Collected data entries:
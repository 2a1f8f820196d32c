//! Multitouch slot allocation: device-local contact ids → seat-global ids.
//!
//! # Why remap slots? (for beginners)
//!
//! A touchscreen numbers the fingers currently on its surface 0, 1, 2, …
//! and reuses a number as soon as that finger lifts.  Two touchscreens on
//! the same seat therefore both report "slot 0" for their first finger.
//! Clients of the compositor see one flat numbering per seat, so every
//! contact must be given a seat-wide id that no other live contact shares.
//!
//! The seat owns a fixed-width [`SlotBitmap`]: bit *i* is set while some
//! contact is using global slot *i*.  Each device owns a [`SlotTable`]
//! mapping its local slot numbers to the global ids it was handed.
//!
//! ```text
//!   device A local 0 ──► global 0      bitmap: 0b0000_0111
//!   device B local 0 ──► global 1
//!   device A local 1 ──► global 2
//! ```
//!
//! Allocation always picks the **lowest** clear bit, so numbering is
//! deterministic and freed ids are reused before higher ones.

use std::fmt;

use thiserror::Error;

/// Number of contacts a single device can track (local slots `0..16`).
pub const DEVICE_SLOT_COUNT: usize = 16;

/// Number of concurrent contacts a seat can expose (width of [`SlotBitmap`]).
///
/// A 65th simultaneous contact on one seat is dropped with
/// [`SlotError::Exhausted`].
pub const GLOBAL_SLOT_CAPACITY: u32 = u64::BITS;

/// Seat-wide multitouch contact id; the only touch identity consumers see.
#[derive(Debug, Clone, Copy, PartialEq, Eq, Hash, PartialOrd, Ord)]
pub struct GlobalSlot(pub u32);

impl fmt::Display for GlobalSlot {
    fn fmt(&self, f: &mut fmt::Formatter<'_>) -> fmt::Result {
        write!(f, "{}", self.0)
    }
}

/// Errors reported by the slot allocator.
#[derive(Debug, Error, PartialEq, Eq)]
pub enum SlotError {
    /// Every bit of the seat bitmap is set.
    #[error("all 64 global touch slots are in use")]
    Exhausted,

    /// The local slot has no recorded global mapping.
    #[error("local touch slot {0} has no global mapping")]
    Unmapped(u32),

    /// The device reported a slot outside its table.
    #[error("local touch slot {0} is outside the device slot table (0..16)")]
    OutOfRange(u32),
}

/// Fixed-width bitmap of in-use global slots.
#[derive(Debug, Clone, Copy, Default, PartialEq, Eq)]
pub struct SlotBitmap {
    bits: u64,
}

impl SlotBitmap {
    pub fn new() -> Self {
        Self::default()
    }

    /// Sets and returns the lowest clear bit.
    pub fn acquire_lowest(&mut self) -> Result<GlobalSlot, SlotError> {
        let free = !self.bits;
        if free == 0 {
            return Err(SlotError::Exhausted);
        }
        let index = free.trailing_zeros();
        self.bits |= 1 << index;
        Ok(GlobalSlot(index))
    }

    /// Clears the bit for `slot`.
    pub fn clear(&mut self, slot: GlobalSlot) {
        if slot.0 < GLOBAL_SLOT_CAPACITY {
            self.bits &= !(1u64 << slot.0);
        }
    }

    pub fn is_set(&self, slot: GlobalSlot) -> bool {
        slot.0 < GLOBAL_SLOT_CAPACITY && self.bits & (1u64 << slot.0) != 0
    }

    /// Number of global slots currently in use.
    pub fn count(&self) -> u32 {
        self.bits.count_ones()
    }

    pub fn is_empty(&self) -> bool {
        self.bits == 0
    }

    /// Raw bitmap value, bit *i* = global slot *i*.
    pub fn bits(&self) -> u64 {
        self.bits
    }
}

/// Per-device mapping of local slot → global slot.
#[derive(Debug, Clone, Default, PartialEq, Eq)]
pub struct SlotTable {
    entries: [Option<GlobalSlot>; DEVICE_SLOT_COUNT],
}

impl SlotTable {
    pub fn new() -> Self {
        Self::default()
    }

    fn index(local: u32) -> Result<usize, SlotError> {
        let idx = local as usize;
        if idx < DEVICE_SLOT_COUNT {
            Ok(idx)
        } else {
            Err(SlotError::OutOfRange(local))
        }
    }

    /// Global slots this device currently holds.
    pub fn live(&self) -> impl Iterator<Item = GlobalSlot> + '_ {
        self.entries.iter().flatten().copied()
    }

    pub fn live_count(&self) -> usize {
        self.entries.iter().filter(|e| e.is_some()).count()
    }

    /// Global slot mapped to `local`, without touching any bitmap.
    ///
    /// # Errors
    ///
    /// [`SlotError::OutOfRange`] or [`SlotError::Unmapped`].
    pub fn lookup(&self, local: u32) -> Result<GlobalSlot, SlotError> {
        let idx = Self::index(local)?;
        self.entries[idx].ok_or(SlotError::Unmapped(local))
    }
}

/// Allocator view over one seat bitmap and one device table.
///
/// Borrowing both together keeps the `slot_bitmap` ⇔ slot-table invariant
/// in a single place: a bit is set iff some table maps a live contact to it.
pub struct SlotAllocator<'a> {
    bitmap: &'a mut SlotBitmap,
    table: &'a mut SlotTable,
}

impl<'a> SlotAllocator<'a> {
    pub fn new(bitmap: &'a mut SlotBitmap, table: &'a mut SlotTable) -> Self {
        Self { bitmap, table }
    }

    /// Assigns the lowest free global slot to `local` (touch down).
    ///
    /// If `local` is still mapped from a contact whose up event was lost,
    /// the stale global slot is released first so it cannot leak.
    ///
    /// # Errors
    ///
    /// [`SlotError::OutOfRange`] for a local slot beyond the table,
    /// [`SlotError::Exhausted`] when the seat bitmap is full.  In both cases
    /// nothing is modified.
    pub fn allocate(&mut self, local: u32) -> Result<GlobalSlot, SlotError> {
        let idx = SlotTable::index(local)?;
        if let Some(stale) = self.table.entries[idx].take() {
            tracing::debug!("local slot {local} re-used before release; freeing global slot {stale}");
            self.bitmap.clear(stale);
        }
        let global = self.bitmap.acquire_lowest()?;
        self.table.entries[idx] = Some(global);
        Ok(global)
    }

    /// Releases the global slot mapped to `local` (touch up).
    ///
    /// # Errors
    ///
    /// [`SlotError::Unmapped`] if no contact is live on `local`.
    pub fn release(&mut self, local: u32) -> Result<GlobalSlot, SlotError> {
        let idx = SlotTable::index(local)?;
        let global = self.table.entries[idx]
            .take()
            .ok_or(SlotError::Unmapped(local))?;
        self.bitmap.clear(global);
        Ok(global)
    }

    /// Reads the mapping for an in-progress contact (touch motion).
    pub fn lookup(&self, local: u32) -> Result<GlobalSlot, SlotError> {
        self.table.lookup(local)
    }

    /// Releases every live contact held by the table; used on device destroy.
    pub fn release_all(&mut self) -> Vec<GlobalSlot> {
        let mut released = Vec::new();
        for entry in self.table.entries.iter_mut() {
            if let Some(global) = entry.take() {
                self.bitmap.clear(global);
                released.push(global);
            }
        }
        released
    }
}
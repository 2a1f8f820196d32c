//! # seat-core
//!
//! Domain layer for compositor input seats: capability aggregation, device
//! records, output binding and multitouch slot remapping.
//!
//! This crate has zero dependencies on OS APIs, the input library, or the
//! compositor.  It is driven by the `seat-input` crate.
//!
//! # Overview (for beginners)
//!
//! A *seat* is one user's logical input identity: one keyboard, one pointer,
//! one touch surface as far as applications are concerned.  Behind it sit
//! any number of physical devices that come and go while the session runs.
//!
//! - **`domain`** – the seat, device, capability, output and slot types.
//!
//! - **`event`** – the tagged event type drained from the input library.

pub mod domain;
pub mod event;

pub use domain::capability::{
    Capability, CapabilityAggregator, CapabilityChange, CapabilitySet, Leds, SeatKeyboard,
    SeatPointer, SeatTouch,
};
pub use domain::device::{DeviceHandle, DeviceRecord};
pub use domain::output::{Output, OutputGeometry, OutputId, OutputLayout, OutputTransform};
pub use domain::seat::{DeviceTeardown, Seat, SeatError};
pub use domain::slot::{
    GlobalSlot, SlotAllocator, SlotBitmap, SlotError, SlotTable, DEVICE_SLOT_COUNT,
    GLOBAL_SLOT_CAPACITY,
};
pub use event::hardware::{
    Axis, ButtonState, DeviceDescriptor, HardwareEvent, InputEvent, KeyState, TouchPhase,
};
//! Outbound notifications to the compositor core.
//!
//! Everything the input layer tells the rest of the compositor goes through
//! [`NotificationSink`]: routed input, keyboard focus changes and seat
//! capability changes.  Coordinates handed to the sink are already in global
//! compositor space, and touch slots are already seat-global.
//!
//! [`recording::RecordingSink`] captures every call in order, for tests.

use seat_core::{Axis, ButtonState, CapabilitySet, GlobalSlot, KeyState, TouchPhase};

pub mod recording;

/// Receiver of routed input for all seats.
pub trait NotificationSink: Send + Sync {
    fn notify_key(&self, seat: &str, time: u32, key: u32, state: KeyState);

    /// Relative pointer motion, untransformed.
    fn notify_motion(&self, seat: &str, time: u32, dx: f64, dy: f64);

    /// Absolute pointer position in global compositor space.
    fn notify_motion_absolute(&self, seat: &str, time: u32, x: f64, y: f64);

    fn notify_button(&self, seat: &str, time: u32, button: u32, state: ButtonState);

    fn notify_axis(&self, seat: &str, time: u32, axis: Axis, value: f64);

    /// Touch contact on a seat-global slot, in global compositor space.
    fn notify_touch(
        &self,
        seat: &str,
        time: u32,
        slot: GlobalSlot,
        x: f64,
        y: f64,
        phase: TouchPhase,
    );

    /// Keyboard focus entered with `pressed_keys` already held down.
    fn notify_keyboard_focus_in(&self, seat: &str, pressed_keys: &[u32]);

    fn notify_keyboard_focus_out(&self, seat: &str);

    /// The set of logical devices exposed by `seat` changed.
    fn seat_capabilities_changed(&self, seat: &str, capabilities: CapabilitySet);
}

Requirement:
Reply with nothing but the number of lines in the entries above that hold the string "entry".

Exercise result:
2